Smaragdus told how, when Charlemagne inquired of Pope Leo III, the latter sanctioned this use for the Franks, while taking exception to the addition of the ‘filioque’ which Charlemagne felt was necessary (the issue is still with us). The Credo was not actually incorporated into the Roman Mass, however, until the German Emperor Henry II required it of Pope Benedict VIII in 1014.
With characteristic enthusiasm and optimism for widespread liturgical reform, Charlemagne (or Alcuin) apparently envisaged the singing of the Credo in Latin specifically by the people. As has been pointed out, the singing of the long, complex Latin text, in a new version, by the northern peoples was an impossibility at first, and must have remained only an ideal in many places for centuries to come; but there is evidence of attempts at accommodation, including vernacular substitutes.
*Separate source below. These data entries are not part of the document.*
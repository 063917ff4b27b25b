//! Path network expansion and interpolation.
//!
//! Levels describe paths as sparse waypoint sequences. Before use every
//! sequence is expanded into a dense path in which consecutive cells differ by
//! at most one step on each axis, interpolating straight segments with
//! Bresenham's line algorithm. The dense index of every waypoint is kept
//! alongside the cells, so the authored waypoints can always be recovered.

use elemental_defence_core::{CellCoord, PathId};
use glam::Vec2;

/// A dense path together with the indices of the waypoints it was built from.
#[derive(Clone, Debug, Default, PartialEq, Eq)]
struct DensePath {
    cells: Vec<CellCoord>,
    anchors: Vec<usize>,
}

impl DensePath {
    fn expand(waypoints: &[CellCoord]) -> Self {
        let mut path = Self::default();
        let mut points = waypoints.iter().copied();
        let Some(first) = points.next() else {
            return path;
        };
        path.cells.push(first);
        path.anchors.push(0);

        let mut previous = first;
        for next in points {
            if next == previous {
                continue;
            }
            path.cells
                .extend(straight_line(previous, next).into_iter().skip(1));
            path.anchors.push(path.cells.len() - 1);
            previous = next;
        }
        path
    }

    fn waypoints(&self) -> Vec<CellCoord> {
        self.anchors
            .iter()
            .filter_map(|&index| self.cells.get(index).copied())
            .collect()
    }

    fn takes_unit_steps(&self) -> bool {
        self.cells.windows(2).all(|pair| {
            pair[0] != pair[1]
                && pair[0].column().abs_diff(pair[1].column()) <= 1
                && pair[0].row().abs_diff(pair[1].row()) <= 1
        })
    }
}

/// Dense paths enemies follow toward the core.
#[derive(Clone, Debug, Default, PartialEq, Eq)]
pub struct PathNetwork {
    paths: Vec<DensePath>,
}

impl PathNetwork {
    /// Expands every waypoint sequence into a dense path.
    #[must_use]
    pub fn from_waypoints(waypoints: &[Vec<CellCoord>]) -> Self {
        Self {
            paths: waypoints
                .iter()
                .map(|sequence| DensePath::expand(sequence))
                .collect(),
        }
    }

    /// Number of paths in the network.
    #[must_use]
    pub fn len(&self) -> usize {
        self.paths.len()
    }

    /// Reports whether the network contains no paths.
    #[must_use]
    pub fn is_empty(&self) -> bool {
        self.paths.is_empty()
    }

    /// Dense cells of the requested path.
    #[must_use]
    pub fn path(&self, id: PathId) -> Option<&[CellCoord]> {
        let index = usize::try_from(id.get()).ok()?;
        self.paths.get(index).map(|path| path.cells.as_slice())
    }

    /// Waypoints the requested path was expanded from.
    #[must_use]
    pub fn waypoints(&self, id: PathId) -> Option<Vec<CellCoord>> {
        let index = usize::try_from(id.get()).ok()?;
        self.paths.get(index).map(DensePath::waypoints)
    }

    /// Iterator over every dense path in index order.
    pub fn iter(&self) -> impl Iterator<Item = &[CellCoord]> {
        self.paths.iter().map(|path| path.cells.as_slice())
    }

    /// Checks every path against the waypoints it was built from.
    ///
    /// A path passes when it takes unit steps and its recorded waypoints equal
    /// the source sequence with consecutive duplicates removed. On failure the
    /// index of the first offending path is returned.
    pub fn validate(&self, waypoints: &[Vec<CellCoord>]) -> Result<(), usize> {
        if self.paths.len() != waypoints.len() {
            return Err(self.paths.len().min(waypoints.len()));
        }
        match self
            .paths
            .iter()
            .zip(waypoints)
            .position(|(path, source)| {
                !path.takes_unit_steps() || path.waypoints() != dedupe_consecutive(source)
            }) {
            Some(index) => Err(index),
            None => Ok(()),
        }
    }
}

/// Expands a waypoint sequence into a dense unit-step path.
///
/// Consecutive duplicate waypoints collapse into a single cell.
#[must_use]
pub fn expand_waypoints(waypoints: &[CellCoord]) -> Vec<CellCoord> {
    DensePath::expand(waypoints).cells
}

/// Removes consecutive repeats of the same cell.
#[must_use]
pub fn dedupe_consecutive(cells: &[CellCoord]) -> Vec<CellCoord> {
    let mut deduped: Vec<CellCoord> = Vec::with_capacity(cells.len());
    for &cell in cells {
        if deduped.last() != Some(&cell) {
            deduped.push(cell);
        }
    }
    deduped
}

/// Cells on the straight line between two cells, both endpoints included.
pub(crate) fn straight_line(from: CellCoord, to: CellCoord) -> Vec<CellCoord> {
    let (mut x, mut y) = (i64::from(from.column()), i64::from(from.row()));
    let (end_x, end_y) = (i64::from(to.column()), i64::from(to.row()));
    let dx = (end_x - x).abs();
    let dy = (end_y - y).abs();
    let sx = if x < end_x { 1 } else { -1 };
    let sy = if y < end_y { 1 } else { -1 };
    let mut err = dx - dy;

    let mut line = Vec::new();
    loop {
        if let (Ok(column), Ok(row)) = (u32::try_from(x), u32::try_from(y)) {
            line.push(CellCoord::new(column, row));
        }
        if x == end_x && y == end_y {
            break;
        }
        let doubled = 2 * err;
        if doubled > -dy {
            err -= dy;
            x += sx;
        }
        if doubled < dx {
            err += dx;
            y += sy;
        }
    }
    line
}

/// Position at a fractional node index, interpolating between cell centres.
///
/// Progress is clamped to the path so callers never observe positions beyond
/// either end.
pub(crate) fn position_along(path: &[CellCoord], progress: f32) -> Option<Vec2> {
    let last = path.len().checked_sub(1)?;
    let clamped = progress.clamp(0.0, last as f32);
    let lower = (clamped.floor() as usize).min(last);
    let upper = (clamped.ceil() as usize).min(last);
    let fraction = clamped - lower as f32;
    let from = path.get(lower)?.center();
    let to = path.get(upper)?.center();
    Some(from.lerp(to, fraction))
}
In any event, from 798 a new musical setting had to be provided, presumably that represented by the ‘authentic’ tone of Credo I in the Liber usualis. Huglo has shown that the melody of a Greek Credo, preserved in a 14th-century Cologne manuscript (D-KNu W.105), has certain important points of resemblance with Credo I and may have been its source. This is in itself believable, for a Carolingian adapter could have had access to a melody traditionally associated with the Greek text used at baptism; there are obscurities not yet explained, however, for manuscripts of the 10th and 11th centuries apparently preserve different melodies for the Greek Credo. Alternatively, the melody may have come straight from Aquileia along with Paulinus's text.
The tone for Credo I is documented first in the 11th century, and the connections between it and the antecedent of Huglo's melody current in 800 may well have been complex. Credos II, V and VI preserve variants – some more or less remote – of the formulae in Credo I and represent other medieval traditions of this common melody. Indeed, there are relatively few medieval settings that are completely new, a fact that reflects the persistence of the Carolingian ideal of a universal sung Credo.
Credo I recites on g, with an intonation rising from e; this first phrase is linked to a second by moving through d; the second phrase involves a rise to a–b; the terminal cadence, incorporated into the second phrase or placed in a separate third phrase as needed, is on f–a–g; but the last cadence (Amen) falls to e through a Carolingian Gloria in excelsis formula (Gloria I). The bipartite melodic formula is used throughout the text, but neither the formula itself nor the technique of adaptation bears much resemblance to ‘psalm tones’ as used for psalmody in the Franco-Roman Office; they are more closely related to the techniques of Gloria settings. And the nucleus (e) g (a) of the tone may be part of the old eucharistic G-tone postulated by Levy.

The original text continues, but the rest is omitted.